This was published in Film Comment as part of its News to Me digest for the week of April 23, 2018.
With Zama’s distinctive adaptation of Antonio di Benedetto’s novel about a Spanish conquistador in 18th-century South America, Lucrecia Martel confronts what has always been a spectral presence in her work: the colonial history of Argentina. For her next project, Martel will explore the present-day manifestations of this history through a documentary about Javier Chocobar, an indigenous Argentinian activist murdered in 2009 over a land dispute.
María Alché, who played the lead role in Martel’s sophomore film The Holy Girl (2003), is co-writing the project. While in New York, Martel told Film Comment that they started working on the film in 2010, during the eight-year hiatus between her third feature, The Headless Woman (2008), and Zama.

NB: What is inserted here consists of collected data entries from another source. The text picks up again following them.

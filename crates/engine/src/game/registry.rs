//! The per-guild game registry.
//!
//! An explicit map from guild id to game manager, owned by the application
//! context and passed by reference to every handler. Each manager sits
//! behind its own `tokio::sync::Mutex`, so a guild's mutations run strictly
//! one at a time while guilds stay independent of each other.

use std::collections::BTreeSet;
use std::str::FromStr;
use std::sync::Arc;

use dashmap::DashMap;
use tokio::sync::Mutex;

use gumshoe_domain::{CaseId, EndReason, GamePhase, GameState, GuildId, PlayerId};
use gumshoe_protocol::{RejectReason, Reply, ServerMessage};

use crate::api::connections::ConnectionManager;
use crate::authoring::validator;
use crate::game::hints::HintEngine;
use crate::game::manager::{EndSummary, GameManager};
use crate::infrastructure::case_store::{CaseStore, CaseStoreError};
use crate::infrastructure::ports::{ClockPort, GameRepo};

pub type SharedGame = Arc<Mutex<GameManager>>;

pub struct GameRegistry {
    games: DashMap<GuildId, SharedGame>,
    repo: Arc<dyn GameRepo>,
    cases: Arc<CaseStore>,
    clock: Arc<dyn ClockPort>,
    connections: Arc<ConnectionManager>,
}

impl GameRegistry {
    pub fn new(
        repo: Arc<dyn GameRepo>,
        cases: Arc<CaseStore>,
        clock: Arc<dyn ClockPort>,
        connections: Arc<ConnectionManager>,
    ) -> Self {
        Self {
            games: DashMap::new(),
            repo,
            cases,
            clock,
            connections,
        }
    }

    pub fn get(&self, guild_id: &GuildId) -> Option<SharedGame> {
        self.games.get(guild_id).map(|entry| entry.value().clone())
    }

    pub fn guild_ids(&self) -> Vec<GuildId> {
        self.games.iter().map(|entry| entry.key().clone()).collect()
    }

    /// Start a new investigation for a guild.
    pub async fn start_game(
        self: &Arc<Self>,
        guild_id: GuildId,
        initiator: PlayerId,
        case_id: &str,
        time_override_minutes: Option<u32>,
    ) -> Result<Reply, RejectReason> {
        if let Some(existing) = self.get(&guild_id) {
            let game = existing.lock().await;
            if game.state().phase() != GamePhase::Ended {
                return Err(RejectReason::GameAlreadyRunning {
                    case_id: game.case().id.to_string(),
                });
            }
        }

        let case_key = CaseId::new(case_id);
        let case = match self.cases.load(&case_key) {
            Ok(case) => case,
            Err(CaseStoreError::NotFound { case_id }) => {
                return Err(RejectReason::CaseNotFound { case_id });
            }
            Err(e) => {
                return Err(RejectReason::CaseInvalid {
                    case_id: case_id.to_string(),
                    issues: vec![e.to_string()],
                });
            }
        };

        // A case never reaches runtime with validation errors.
        let issues = validator::validate(&case, case_id);
        if validator::has_errors(&issues) {
            return Err(RejectReason::CaseInvalid {
                case_id: case_id.to_string(),
                issues: validator::error_messages(&issues),
            });
        }

        let hints = match self.cases.load_hints(&case_key) {
            Ok(rules) => HintEngine::new(rules),
            Err(e) => {
                tracing::warn!(case_id, error = %e, "Failed to load hints, continuing without");
                HintEngine::empty()
            }
        };

        let time_limit = time_override_minutes.unwrap_or(case.settings.time_limit_minutes);
        let state = GameState::new(
            case.id.clone(),
            self.clock.now(),
            time_limit,
            case.settings.starting_points,
            initiator,
        );
        let reply = Reply::Started {
            case_id: case.id.to_string(),
            case_name: case.name.clone(),
            time_limit_minutes: time_limit,
            points: state.points(),
        };
        let ends_at = state.ends_at;

        let manager = GameManager::new(guild_id.clone(), case, hints, state);
        let shared = Arc::new(Mutex::new(manager));
        self.games.insert(guild_id.clone(), shared.clone());
        self.spawn_timer(guild_id.clone(), shared.clone(), ends_at).await;

        tracing::info!(guild_id = %guild_id, case_id, "Investigation started");
        self.persist(&shared).await;
        self.notify(&guild_id).await;
        Ok(reply)
    }

    /// Arm the countdown for a game. Firing finalizes with `Timeout`;
    /// finalize's one-shot guard makes a late fire after a manual end a
    /// no-op.
    async fn spawn_timer(
        self: &Arc<Self>,
        guild_id: GuildId,
        shared: SharedGame,
        ends_at: chrono::DateTime<chrono::Utc>,
    ) {
        let registry = Arc::clone(self);
        let timer_game = shared.clone();
        let handle = tokio::spawn(async move {
            let remaining = (ends_at - registry.clock.now())
                .to_std()
                .unwrap_or_default();
            tokio::time::sleep(remaining).await;
            let summary = {
                let mut game = timer_game.lock().await;
                game.finalize(EndReason::Timeout)
            };
            if let Some(summary) = summary {
                tracing::info!(guild_id = %guild_id, "Investigation timed out");
                registry.persist(&timer_game).await;
                registry.announce_end(&guild_id, &summary).await;
            }
        });
        shared.lock().await.set_timer(handle);
    }

    /// End a guild's game early. Returns the summary, or a rejection when
    /// there is nothing to end.
    pub async fn end_game(
        &self,
        guild_id: &GuildId,
        reason: EndReason,
    ) -> Result<EndSummary, RejectReason> {
        let shared = self.get(guild_id).ok_or(RejectReason::NoActiveGame)?;
        let summary = {
            let mut game = shared.lock().await;
            game.finalize(reason)
        };
        match summary {
            Some(summary) => {
                self.persist(&shared).await;
                self.announce_end(guild_id, &summary).await;
                Ok(summary)
            }
            None => Err(RejectReason::WrongPhase {
                phase: GamePhase::Ended.to_string(),
            }),
        }
    }

    /// Drop a finished game and its persisted row.
    pub async fn cleanup(&self, guild_id: &GuildId) -> Result<(), RejectReason> {
        let shared = self.get(guild_id).ok_or(RejectReason::NoActiveGame)?;
        {
            let game = shared.lock().await;
            if game.state().phase() != GamePhase::Ended {
                return Err(RejectReason::GameStillRunning);
            }
        }
        self.games.remove(guild_id);
        if let Err(e) = self.repo.delete(guild_id).await {
            tracing::warn!(guild_id = %guild_id, error = %e, "Failed to delete game row");
        }
        tracing::info!(guild_id = %guild_id, "Game state cleaned up");
        Ok(())
    }

    /// Rebuild in-memory state from persisted rows at process start.
    /// A row that cannot be restored is logged and skipped; startup never
    /// fails because one guild's save is bad.
    pub async fn restore_games(self: &Arc<Self>) {
        let rows = match self.repo.list_active().await {
            Ok(rows) => rows,
            Err(e) => {
                tracing::error!(error = %e, "Failed to list persisted games");
                return;
            }
        };

        for row in rows {
            let guild_id = GuildId::new(row.guild_id.clone());
            let case_key = CaseId::new(row.case_id.clone());
            let case = match self.cases.load(&case_key) {
                Ok(case) => case,
                Err(e) => {
                    tracing::warn!(
                        guild_id = %guild_id,
                        case_id = %case_key,
                        error = %e,
                        "Skipping restore, case failed to load"
                    );
                    continue;
                }
            };
            let phase = match GamePhase::from_str(&row.phase) {
                Ok(phase) => phase,
                Err(e) => {
                    tracing::warn!(guild_id = %guild_id, error = %e, "Skipping restore, bad phase");
                    continue;
                }
            };
            let hints = self
                .cases
                .load_hints(&case_key)
                .map(HintEngine::new)
                .unwrap_or_else(|_| HintEngine::empty());

            let participants: BTreeSet<PlayerId> = row
                .participants
                .iter()
                .map(|p| PlayerId::new(p.as_str()))
                .collect();
            let state = GameState::restore(
                case_key,
                row.started_at,
                row.ends_at,
                phase,
                row.points,
                participants,
                BTreeSet::new(),
                row.used_tools.clone(),
            );
            let ends_at = state.ends_at;
            let manager = GameManager::restore(guild_id.clone(), case, hints, state);
            let shared = Arc::new(Mutex::new(manager));
            self.games.insert(guild_id.clone(), shared.clone());

            if ends_at <= self.clock.now() {
                // The deadline passed while we were down.
                let summary = {
                    let mut game = shared.lock().await;
                    game.finalize(EndReason::Timeout)
                };
                if let Some(summary) = summary {
                    self.persist(&shared).await;
                    self.announce_end(&guild_id, &summary).await;
                }
            } else {
                self.spawn_timer(guild_id.clone(), shared, ends_at).await;
            }
            tracing::info!(guild_id = %guild_id, "Restored game from persistence");
        }
    }

    /// Write the current row. Persistence failures are logged and swallowed:
    /// in-memory state is authoritative while the game is live, and a failed
    /// write never rolls a mutation back.
    pub async fn persist(&self, shared: &SharedGame) {
        let row = {
            let game = shared.lock().await;
            game.to_row()
        };
        if let Err(e) = self.repo.upsert(&row).await {
            tracing::warn!(guild_id = %row.guild_id, error = %e, "Failed to persist game row");
        }
    }

    /// Push a fresh dashboard snapshot for a guild.
    pub async fn notify(&self, guild_id: &GuildId) {
        let Some(shared) = self.get(guild_id) else {
            return;
        };
        let state = {
            let game = shared.lock().await;
            game.dashboard_state(self.clock.now())
        };
        self.connections
            .broadcast_to_guild(
                guild_id,
                ServerMessage::GameState {
                    guild_id: guild_id.to_string(),
                    state,
                },
            )
            .await;
    }

    async fn announce_end(&self, guild_id: &GuildId, summary: &EndSummary) {
        self.notify(guild_id).await;
        self.connections
            .broadcast_to_guild(
                guild_id,
                ServerMessage::GameEnded {
                    guild_id: guild_id.to_string(),
                    reason: summary.reason,
                    accused: summary.accused.as_ref().map(|s| s.to_string()),
                    correct: summary.correct,
                },
            )
            .await;
    }
}
//! SQLite persistence for game rows.
//!
//! One row per guild, upserted on every state-changing operation and read
//! back only by `restore_games` at startup.

use async_trait::async_trait;
use chrono::{DateTime, Utc};
use sqlx::SqlitePool;

use gumshoe_domain::GuildId;

use crate::infrastructure::ports::{GameRepo, GameRow, RepoError};

pub struct SqliteGameRepo {
    pool: SqlitePool,
}

impl SqliteGameRepo {
    pub async fn new(pool: SqlitePool) -> Result<Self, sqlx::Error> {
        sqlx::query(
            r#"
            CREATE TABLE IF NOT EXISTS games (
                guild_id TEXT PRIMARY KEY,
                case_id TEXT NOT NULL,
                category_id TEXT,
                role_id TEXT,
                points INTEGER NOT NULL,
                phase TEXT NOT NULL,
                started_at TIMESTAMP NOT NULL,
                ends_at TIMESTAMP NOT NULL,
                participants TEXT NOT NULL,
                used_tools TEXT NOT NULL,
                updated_at TIMESTAMP DEFAULT CURRENT_TIMESTAMP
            )
            "#,
        )
        .execute(&pool)
        .await?;

        Ok(Self { pool })
    }

    pub fn pool(&self) -> &SqlitePool {
        &self.pool
    }
}

type RowTuple = (
    String,         // guild_id
    String,         // case_id
    Option<String>, // category_id
    Option<String>, // role_id
    i64,            // points
    String,         // phase
    DateTime<Utc>,  // started_at
    DateTime<Utc>,  // ends_at
    String,         // participants (JSON)
    String,         // used_tools (JSON)
);

fn row_from_tuple(t: RowTuple) -> Result<GameRow, RepoError> {
    let (guild_id, case_id, category_id, role_id, points, phase, started_at, ends_at, parts, tools) =
        t;
    let corrupt = |detail: String| RepoError::CorruptRow {
        guild_id: guild_id.clone(),
        detail,
    };
    let participants: Vec<String> = serde_json::from_str(&parts)
        .map_err(|e| corrupt(format!("participants column: {e}")))?;
    let used_tools: Vec<String> =
        serde_json::from_str(&tools).map_err(|e| corrupt(format!("used_tools column: {e}")))?;
    let points =
        u32::try_from(points).map_err(|_| corrupt(format!("negative points: {points}")))?;
    Ok(GameRow {
        guild_id,
        case_id,
        category_id,
        role_id,
        points,
        phase,
        started_at,
        ends_at,
        participants,
        used_tools,
    })
}

#[async_trait]
impl GameRepo for SqliteGameRepo {
    async fn upsert(&self, row: &GameRow) -> Result<(), RepoError> {
        let participants = serde_json::to_string(&row.participants)
            .map_err(|e| RepoError::Database(e.to_string()))?;
        let used_tools = serde_json::to_string(&row.used_tools)
            .map_err(|e| RepoError::Database(e.to_string()))?;

        sqlx::query(
            r#"
            INSERT OR REPLACE INTO games
                (guild_id, case_id, category_id, role_id, points, phase,
                 started_at, ends_at, participants, used_tools, updated_at)
            VALUES (?, ?, ?, ?, ?, ?, ?, ?, ?, ?, CURRENT_TIMESTAMP)
            "#,
        )
        .bind(&row.guild_id)
        .bind(&row.case_id)
        .bind(&row.category_id)
        .bind(&row.role_id)
        .bind(i64::from(row.points))
        .bind(&row.phase)
        .bind(row.started_at)
        .bind(row.ends_at)
        .bind(participants)
        .bind(used_tools)
        .execute(&self.pool)
        .await
        .map_err(|e| RepoError::Database(e.to_string()))?;

        Ok(())
    }

    async fn delete(&self, guild_id: &GuildId) -> Result<(), RepoError> {
        sqlx::query("DELETE FROM games WHERE guild_id = ?")
            .bind(guild_id.as_str())
            .execute(&self.pool)
            .await
            .map_err(|e| RepoError::Database(e.to_string()))?;
        Ok(())
    }

    async fn list_active(&self) -> Result<Vec<GameRow>, RepoError> {
        let tuples: Vec<RowTuple> = sqlx::query_as(
            r#"
            SELECT guild_id, case_id, category_id, role_id, points, phase,
                   started_at, ends_at, participants, used_tools
            FROM games
            WHERE phase != 'ended'
            "#,
        )
        .fetch_all(&self.pool)
        .await
        .map_err(|e| RepoError::Database(e.to_string()))?;

        // A corrupt row must not take restore down with it: surface it to the
        // caller as a skip, keep the rest.
        let mut rows = Vec::with_capacity(tuples.len());
        for tuple in tuples {
            match row_from_tuple(tuple) {
                Ok(row) => rows.push(row),
                Err(e) => tracing::warn!(error = %e, "Skipping corrupt game row"),
            }
        }
        Ok(rows)
    }
}

#[cfg(test)]
mod tests {
    use super::*;

    async fn repo() -> SqliteGameRepo {
        let pool = SqlitePool::connect("sqlite::memory:")
            .await
            .expect("in-memory pool");
        SqliteGameRepo::new(pool).await.expect("schema")
    }

    fn sample_row(guild: &str, phase: &str) -> GameRow {
        GameRow {
            guild_id: guild.to_string(),
            case_id: "manor_murder".to_string(),
            category_id: Some("123".to_string()),
            role_id: None,
            points: 80,
            phase: phase.to_string(),
            started_at: Utc::now(),
            ends_at: Utc::now() + chrono::Duration::minutes(10),
            participants: vec!["p1".to_string(), "p2".to_string()],
            used_tools: vec!["dna:study".to_string()],
        }
    }

    #[tokio::test]
    async fn upsert_then_list_round_trips() {
        let repo = repo().await;
        let row = sample_row("g1", "investigating");
        repo.upsert(&row).await.expect("upsert");

        let rows = repo.list_active().await.expect("list");
        assert_eq!(rows.len(), 1);
        assert_eq!(rows[0].participants, row.participants);
        assert_eq!(rows[0].points, 80);
    }

    #[tokio::test]
    async fn ended_games_are_not_restored() {
        let repo = repo().await;
        repo.upsert(&sample_row("g1", "ended")).await.expect("upsert");
        repo.upsert(&sample_row("g2", "investigating"))
            .await
            .expect("upsert");

        let rows = repo.list_active().await.expect("list");
        assert_eq!(rows.len(), 1);
        assert_eq!(rows[0].guild_id, "g2");
    }

    #[tokio::test]
    async fn corrupt_rows_are_skipped_not_fatal() {
        let repo = repo().await;
        repo.upsert(&sample_row("good", "investigating"))
            .await
            .expect("upsert");
        sqlx::query(
            "INSERT INTO games (guild_id, case_id, points, phase, started_at, ends_at, participants, used_tools)
             VALUES ('bad', 'c', 10, 'investigating', ?, ?, 'not json', '[]')",
        )
        .bind(Utc::now())
        .bind(Utc::now())
        .execute(repo.pool())
        .await
        .expect("raw insert");

        let rows = repo.list_active().await.expect("list");
        assert_eq!(rows.len(), 1);
        assert_eq!(rows[0].guild_id, "good");
    }

    #[tokio::test]
    async fn delete_removes_the_row() {
        let repo = repo().await;
        repo.upsert(&sample_row("g1", "investigating"))
            .await
            .expect("upsert");
        repo.delete(&GuildId::new("g1")).await.expect("delete");
        assert!(repo.list_active().await.expect("list").is_empty());
    }

    #[tokio::test]
    async fn upsert_replaces_existing_row() {
        let repo = repo().await;
        let mut row = sample_row("g1", "investigating");
        repo.upsert(&row).await.expect("upsert");
        row.points = 20;
        repo.upsert(&row).await.expect("second upsert");

        let rows = repo.list_active().await.expect("list");
        assert_eq!(rows.len(), 1);
        assert_eq!(rows[0].points, 20);
    }
}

“Unfortunately, these types of incidents are common,” Martel said of Chocobar’s death. But what drew her to this particular case is that the murder was caught on video, by a member of Chocobar’s tribe. “Not only are we able to see the injustice being done to these people, but also investigate the image. What does the image of the native represent? What is its value? How is it used?” This is linked, she said, to the way in which the language of the law is used to portray the conflict. “Images and language are used to create a machine of exclusion.”
Martel and Alché have been able to reconstruct the ownership of the land in question all the way back to the 17th century, the director said. Through this film, they intend to interrogate “the legitimacy of property in Latin America and how that discourse is sustained or supported.”
This will be Martel’s first foray into documentary, which she believes is the genre that has “most pushed and evolved the language of film in the last century.” She is currently experimenting to find the right form for the film, and to adapt her distinctively elliptical and subjective style—which privileges sensory immersion over linear narrative—to Chocobar’s story.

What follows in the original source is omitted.